Tuesday, October 04, 2005


A pretty good article can be found here that analyzes Pres. Bush's latest choice for the SCOTUS. Much of the to-do over Ms. Miers as his choice has been criticized by many on the right because she did not go to a top level law school. This is such a disappointing position to take, because it is an elitist position to take. It should be obvious now, if it wasn't already, that the left does not have a monopoly on elitism.

What's more, is the right has been very critical of the left for having a litmus test; and now they have done, and are now doing, the same ... applying a litmus test for this nomination.

This is another good opinion piece listing 10 reasons why Miers is a good pick.

There are different degrees of conservatism just as there are varying degrees of liberalism. Again, as tempting as it may be, applying a litmus test, i.e, "how conservative is she?" is not a good way to to pick your nominee. Someone who is right of center, but maybe not as far right as you would like, but has a constructionist view of the constitution, and is firmly against judicial activism, should be acceptable to the right ... a hell of alot better than a Sandra Day O'Connor.

If she is against the idea of using overseas laws and cases to base U.S. cases; if she is against the recent Kelo eminent domain decision; if she ends up voting in agreement with Justices Scalia and Thomas 80% of the time; if she is against the twisted and perverted form that the Commerce Clause of the Constitution has taken, then this is a victory for the right.

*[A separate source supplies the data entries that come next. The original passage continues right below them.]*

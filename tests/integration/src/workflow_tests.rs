//! End-to-end workflows across the workspace crates
//!
//! Each scenario drives a `ScriptManager` against the in-memory remote
//! project and a temporary source tree, the way the `gas` binary does.

use gas_api::{CredentialStore, FileType, RemoteFile, TokenAuthorizer, WEB_APP_DEPLOYMENT_DESCRIPTION};
use gas_core::{AUTOSAVE_DESCRIPTION, ManagerConfig, ScriptManager};
use gas_test_utils::{ApiCall, ApiOp, FakeAuthorizer, FakeConnector, FakeScriptApi, TestProject};
use pretty_assertions::assert_eq;
use std::sync::Arc;

const ID: &str = "script-abc";

fn manager(api: &Arc<FakeScriptApi>, authorizer: FakeAuthorizer) -> ScriptManager {
    ScriptManager::new(
        ManagerConfig::default(),
        Arc::new(authorizer),
        Arc::new(FakeConnector::new(api.clone())),
    )
}

fn uploaded(api: &FakeScriptApi) -> Vec<Vec<RemoteFile>> {
    api.calls()
        .into_iter()
        .filter_map(|c| match c {
            ApiCall::UpdateContent { files, .. } => Some(files),
            _ => None,
        })
        .collect()
}

// =============================================================================
// New project
// =============================================================================

#[tokio::test]
async fn test_new_project_from_scratch_to_release() {
    let project = TestProject::new();
    let api = FakeScriptApi::new();
    let manager = manager(&api, FakeAuthorizer::granting("token"));

    assert!(manager.initialize(project.root()).await.success);

    let created = manager.create_project("Library Test Demo").await;
    assert!(created.success, "{}", created.message);
    let id = created.result.unwrap();
    assert_eq!(manager.project_id().await, id);
    project.assert_file_contains(".gas/script_id.txt", &id);

    assert!(manager.add_source_file("Util", FileType::ServerJs, false).await.success);
    assert!(manager.add_source_file("Index", FileType::Html, false).await.success);
    assert!(manager.restore_manifest().await.success);
    project.write_source(FileType::ServerJs, "Util", "function util() {}");

    let upload = manager.upload().await;
    assert!(upload.success, "{}", upload.message);
    let mut names: Vec<_> = api.files(&id).into_iter().map(|f| f.name).collect();
    names.sort();
    assert_eq!(names, vec!["Index", "Util", "appsscript"]);

    let release = manager.create_version_and_deploy("First release").await;
    assert!(release.success, "{}", release.message);
    let version = release.result.unwrap();

    let web_app = api
        .deployments(&id)
        .into_iter()
        .find(|d| d.description() == Some(WEB_APP_DEPLOYMENT_DESCRIPTION))
        .expect("web-app deployment");
    assert_eq!(web_app.version_number(), Some(version));

    let info = manager.script_info().await.result.unwrap();
    assert_eq!(info[0], format!("Script ID: {}", id));
    assert!(info.last().unwrap().ends_with(&format!(
        "Current Deployment Version {}",
        version
    )));
}

// =============================================================================
// Existing project
// =============================================================================

#[tokio::test]
async fn test_edit_cycle_on_existing_project() {
    let project = TestProject::new();
    let api = FakeScriptApi::new();
    api.add_project(ID, "Demo", Some("dev@example.com"));
    api.set_files(
        ID,
        vec![
            RemoteFile::new("Code", FileType::ServerJs, "function doGet() {}"),
            RemoteFile::new(
                "Page",
                FileType::Html,
                "<html><script>\nload();\n</script></html>",
            ),
            RemoteFile::new("appsscript", FileType::Json, "{\"timeZone\":\"UTC\"}"),
        ],
    );
    let manager = manager(&api, FakeAuthorizer::granting("token"));
    assert!(manager.initialize(project.root()).await.success);
    assert!(manager.set_project_id(ID).await.success);

    assert!(manager.download(None).await.success);
    project.assert_file_contains("SourceCode/HTML/Page_JS.js", "load();");

    // Edit the extracted script, then sync with an autosave first
    project.write_file("SourceCode/HTML/Page_JS.js", "\nloadAll();\n");
    api.clear_calls();
    let outcome = manager.create_version_then_upload().await;
    assert!(outcome.success, "{}", outcome.message);

    let ops: Vec<_> = api.calls().into_iter().map(|c| c.op()).collect();
    let version_at = ops.iter().position(|op| *op == ApiOp::CreateVersion).unwrap();
    let upload_at = ops.iter().position(|op| *op == ApiOp::UpdateContent).unwrap();
    assert!(version_at < upload_at);
    assert_eq!(
        api.versions(ID).last().map(|v| v.description.clone()),
        Some(AUTOSAVE_DESCRIPTION.to_string())
    );

    let page = api
        .files(ID)
        .into_iter()
        .find(|f| f.name == "Page")
        .unwrap();
    assert_eq!(page.source, "<html><script>\nloadAll();\n</script></html>");
    assert_eq!(uploaded(&api).len(), 1);
    assert_eq!(uploaded(&api)[0].len(), 3);
}

#[tokio::test]
async fn test_download_older_version() {
    let project = TestProject::new();
    let api = FakeScriptApi::new();
    api.add_project(ID, "Demo", None);
    api.set_files(ID, vec![RemoteFile::new("Code", FileType::ServerJs, "v1()")]);
    api.add_versions(ID, &[1]);
    api.set_files(ID, vec![RemoteFile::new("Code", FileType::ServerJs, "v2()")]);
    let manager = manager(&api, FakeAuthorizer::granting("token"));
    assert!(manager.initialize(project.root()).await.success);
    assert!(manager.set_project_id(ID).await.success);

    assert!(manager.download(Some(1)).await.success);
    assert_eq!(project.read_source(FileType::ServerJs, "Code"), "v1()");

    assert!(manager.download(None).await.success);
    assert_eq!(project.read_source(FileType::ServerJs, "Code"), "v2()");
    assert!(!project.backup_labels().is_empty());
}

// =============================================================================
// Restarts
// =============================================================================

#[tokio::test]
async fn test_restart_reuses_credential_and_script_id() {
    let project = TestProject::new();
    let api = FakeScriptApi::new();
    api.add_project(ID, "Demo", None);

    let first = manager(&api, FakeAuthorizer::granting("token"));
    assert!(first.initialize(project.root()).await.success);
    assert!(first.set_project_id(ID).await.success);
    drop(first);

    // The second run authorizes only from the stored credential
    let store = CredentialStore::new(project.layout().credentials_dir());
    let authorizer = TokenAuthorizer::new(store).with_env_var("GAS_TEST_UNSET_TOKEN");
    let second = ScriptManager::new(
        ManagerConfig::default(),
        Arc::new(authorizer),
        Arc::new(FakeConnector::new(api.clone())),
    );

    let outcome = second.initialize(project.root()).await;
    assert!(outcome.success, "{}", outcome.message);
    assert_eq!(second.project_id().await, ID);
    assert!(second.is_ready().await);
}

#[tokio::test]
async fn test_logout_then_initialize_requires_authorization() {
    let project = TestProject::new();
    let api = FakeScriptApi::new();
    api.add_project(ID, "Demo", None);

    let first = manager(&api, FakeAuthorizer::granting("token"));
    assert!(first.initialize(project.root()).await.success);
    assert!(first.set_project_id(ID).await.success);
    assert!(first.clear_credentials().await.success);
    assert!(!first.is_ready().await);
    project.assert_file_not_exists(".gas/credentials");
    project.assert_file_not_exists(".gas/script_id.txt");

    let store = CredentialStore::new(project.layout().credentials_dir());
    let authorizer = TokenAuthorizer::new(store).with_env_var("GAS_TEST_UNSET_TOKEN");
    let second = ScriptManager::new(
        ManagerConfig::default(),
        Arc::new(authorizer),
        Arc::new(FakeConnector::new(api.clone())),
    );

    let outcome = second.initialize(project.root()).await;
    assert!(!outcome.success);
    assert_eq!(outcome.message, "Credentials failed!");
}

#[tokio::test]
async fn test_config_file_disables_markup_split() {
    let project = TestProject::new();
    let config = ManagerConfig {
        split_html_scripts: false,
        ..Default::default()
    };
    config.save(project.root()).unwrap();

    let api = FakeScriptApi::new();
    api.add_project(ID, "Demo", None);
    api.set_files(
        ID,
        vec![RemoteFile::new("Page", FileType::Html, "<script>x()</script>")],
    );
    let manager = ScriptManager::new(
        ManagerConfig::load(project.root()).unwrap(),
        Arc::new(FakeAuthorizer::granting("token")),
        Arc::new(FakeConnector::new(api.clone())),
    );
    assert!(manager.initialize(project.root()).await.success);
    assert!(manager.set_project_id(ID).await.success);

    assert!(manager.download(None).await.success);

    assert_eq!(
        project.read_source(FileType::Html, "Page"),
        "<script>x()</script>"
    );
    project.assert_file_not_exists("SourceCode/HTML/Page_JS.js");
}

  • Quite right H-H! In fact, the politics of a true constitutional constructionists would not matter. That is the whole point!

    By Anonymous Anonymous, at 9:10 AM  

  • Indeed, anotmo. That is exactly the whole point. You succinctly summed up my position.

    I want a Justice who can put aside their PERSONAL beliefs, put aside their political ideologies, and rule on the point of law.

    MY preference is someone who is a constructionist, then as you say, "politics wouldn't matter".

    This idea that the Constitution is a living, breathing document, and needs to be redefined constantly as we "progress" or "evolve" is garbage.

    I am going to post this thought as I was thinking about this last night and had intended to post it today - then I saw your comment...and well it kind of fit right into our discussion.

    By Blogger HeavyHanded, at 9:40 AM  

  • Yes, and this is just one more example of why it is so difficult and frustrating to ‘discuss’ such matters with Liberals. We argue principle and they talk politics. I recall Judge Bork trying to make the point with his detractors that the judicial activism they now admire can and has in the past been used to promote positions with which the Left would strongly disagree. The Dred Scott case is one example. It fell on deaf ears because it is not the process of judicial activisms with which Bork’s critics were concerned but rather its current execution and outcome. Politics, not principle.

    The real irony is that I once actually heard a Liberal make reference to the Dred Scott case in regard to judicial activism but only because he got it exactly wrong. He understood the decision to have protected Mr. Scott rather than to have sent him and his wife back to their ‘owners’.